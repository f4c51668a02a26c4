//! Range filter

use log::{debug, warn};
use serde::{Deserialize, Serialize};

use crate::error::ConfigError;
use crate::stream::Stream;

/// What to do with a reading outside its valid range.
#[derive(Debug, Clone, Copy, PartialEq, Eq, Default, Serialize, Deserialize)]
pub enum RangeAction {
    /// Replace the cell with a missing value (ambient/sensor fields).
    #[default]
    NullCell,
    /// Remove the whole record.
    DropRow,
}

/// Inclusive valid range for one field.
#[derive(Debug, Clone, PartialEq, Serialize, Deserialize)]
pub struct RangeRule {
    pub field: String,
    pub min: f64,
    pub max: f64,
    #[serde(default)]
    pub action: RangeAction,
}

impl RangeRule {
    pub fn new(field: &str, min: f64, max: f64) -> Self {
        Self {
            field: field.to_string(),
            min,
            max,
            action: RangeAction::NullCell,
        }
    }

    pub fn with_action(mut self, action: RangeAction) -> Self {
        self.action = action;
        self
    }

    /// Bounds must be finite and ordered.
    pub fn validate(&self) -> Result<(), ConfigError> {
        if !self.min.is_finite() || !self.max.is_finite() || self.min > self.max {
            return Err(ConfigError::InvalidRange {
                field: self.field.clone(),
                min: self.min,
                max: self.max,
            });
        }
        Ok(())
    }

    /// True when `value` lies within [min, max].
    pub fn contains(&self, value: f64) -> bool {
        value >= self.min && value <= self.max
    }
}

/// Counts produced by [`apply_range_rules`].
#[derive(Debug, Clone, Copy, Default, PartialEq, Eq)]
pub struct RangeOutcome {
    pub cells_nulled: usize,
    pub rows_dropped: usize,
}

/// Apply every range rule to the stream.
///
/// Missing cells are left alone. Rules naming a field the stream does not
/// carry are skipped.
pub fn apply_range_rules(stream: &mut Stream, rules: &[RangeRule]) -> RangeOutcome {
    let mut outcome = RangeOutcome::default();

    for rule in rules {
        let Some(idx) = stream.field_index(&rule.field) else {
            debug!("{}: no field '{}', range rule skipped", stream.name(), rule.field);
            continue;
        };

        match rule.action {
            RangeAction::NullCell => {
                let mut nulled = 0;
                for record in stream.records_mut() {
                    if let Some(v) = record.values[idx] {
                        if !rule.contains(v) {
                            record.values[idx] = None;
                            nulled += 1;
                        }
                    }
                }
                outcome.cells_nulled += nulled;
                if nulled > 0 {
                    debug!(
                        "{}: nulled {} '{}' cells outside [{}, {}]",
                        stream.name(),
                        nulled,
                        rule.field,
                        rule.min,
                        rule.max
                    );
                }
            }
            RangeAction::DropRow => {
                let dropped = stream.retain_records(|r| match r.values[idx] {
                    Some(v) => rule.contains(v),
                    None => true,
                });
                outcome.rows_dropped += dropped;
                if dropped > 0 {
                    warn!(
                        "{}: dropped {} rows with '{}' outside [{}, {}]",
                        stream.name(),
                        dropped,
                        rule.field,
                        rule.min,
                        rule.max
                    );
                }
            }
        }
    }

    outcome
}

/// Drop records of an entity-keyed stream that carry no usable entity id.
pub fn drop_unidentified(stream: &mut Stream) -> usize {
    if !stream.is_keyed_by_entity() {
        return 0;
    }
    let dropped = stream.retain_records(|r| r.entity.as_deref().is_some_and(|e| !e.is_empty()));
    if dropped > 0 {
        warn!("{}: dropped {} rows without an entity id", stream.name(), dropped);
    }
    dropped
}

━━━━

The answer must be an exact transcription of every record above.

repository f4c51668a02a26c4
//! Range filter

use log::{debug, warn};
use serde::{Deserialize, Serialize};

use crate::error::ConfigError;
use crate::stream::Stream;

/// What to do with a reading outside its valid range.
#[derive(Debug, Clone, Copy, PartialEq, Eq, Default, Serialize, Deserialize)]
pub enum RangeAction {
    /// Replace the cell with a missing value (ambient/sensor fields).
    #[default]
    NullCell,
    /// Remove the whole record.
    DropRow,
}

/// Inclusive valid range for one field.
#[derive(Debug, Clone, PartialEq, Serialize, Deserialize)]
pub struct RangeRule {
    pub field: String,
    pub min: f64,
    pub max: f64,
    #[serde(default)]
    pub action: RangeAction,
}

impl RangeRule {
    pub fn new(field: &str, min: f64, max: f64) -> Self {
        Self {
            field: field.to_string(),
            min,
            max,
            action: RangeAction::NullCell,
        }
    }

    pub fn with_action(mut self, action: RangeAction) -> Self {
        self.action = action;
        self
    }

    /// Bounds must be finite and ordered.
    pub fn validate(&self) -> Result<(), ConfigError> {
        if !self.min.is_finite() || !self.max.is_finite() || self.min > self.max {
            return Err(ConfigError::InvalidRange {
                field: self.field.clone(),
                min: self.min,
                max: self.max,
            });
        }
        Ok(())
    }

    /// True when `value` lies within [min, max].
    pub fn contains(&self, value: f64) -> bool {
        value >= self.min && value <= self.max
    }
}

/// Counts produced by [`apply_range_rules`].
#[derive(Debug, Clone, Copy, Default, PartialEq, Eq)]
pub struct RangeOutcome {
    pub cells_nulled: usize,
    pub rows_dropped: usize,
}

/// Apply every range rule to the stream.
///
/// Missing cells are left alone. Rules naming a field the stream does not
/// carry are skipped.
pub fn apply_range_rules(stream: &mut Stream, rules: &[RangeRule]) -> RangeOutcome {
    let mut outcome = RangeOutcome::default();

    for rule in rules {
        let Some(idx) = stream.field_index(&rule.field) else {
            debug!("{}: no field '{}', range rule skipped", stream.name(), rule.field);
            continue;
        };

        match rule.action {
            RangeAction::NullCell => {
                let mut nulled = 0;
                for record in stream.records_mut() {
                    if let Some(v) = record.values[idx] {
                        if !rule.contains(v) {
                            record.values[idx] = None;
                            nulled += 1;
                        }
                    }
                }
                outcome.cells_nulled += nulled;
                if nulled > 0 {
                    debug!(
                        "{}: nulled {} '{}' cells outside [{}, {}]",
                        stream.name(),
                        nulled,
                        rule.field,
                        rule.min,
                        rule.max
                    );
                }
            }
            RangeAction::DropRow => {
                let dropped = stream.retain_records(|r| match r.values[idx] {
                    Some(v) => rule.contains(v),
                    None => true,
                });
                outcome.rows_dropped += dropped;
                if dropped > 0 {
                    warn!(
                        "{}: dropped {} rows with '{}' outside [{}, {}]",
                        stream.name(),
                        dropped,
                        rule.field,
                        rule.min,
                        rule.max
                    );
                }
            }
        }
    }

    outcome
}

/// Drop records of an entity-keyed stream that carry no usable entity id.
pub fn drop_unidentified(stream: &mut Stream) -> usize {
    if !stream.is_keyed_by_entity() {
        return 0;
    }
    let dropped = stream.retain_records(|r| r.entity.as_deref().is_some_and(|e| !e.is_empty()));
    if dropped > 0 {
        warn!("{}: dropped {} rows without an entity id", stream.name(), dropped);
    }
    dropped
}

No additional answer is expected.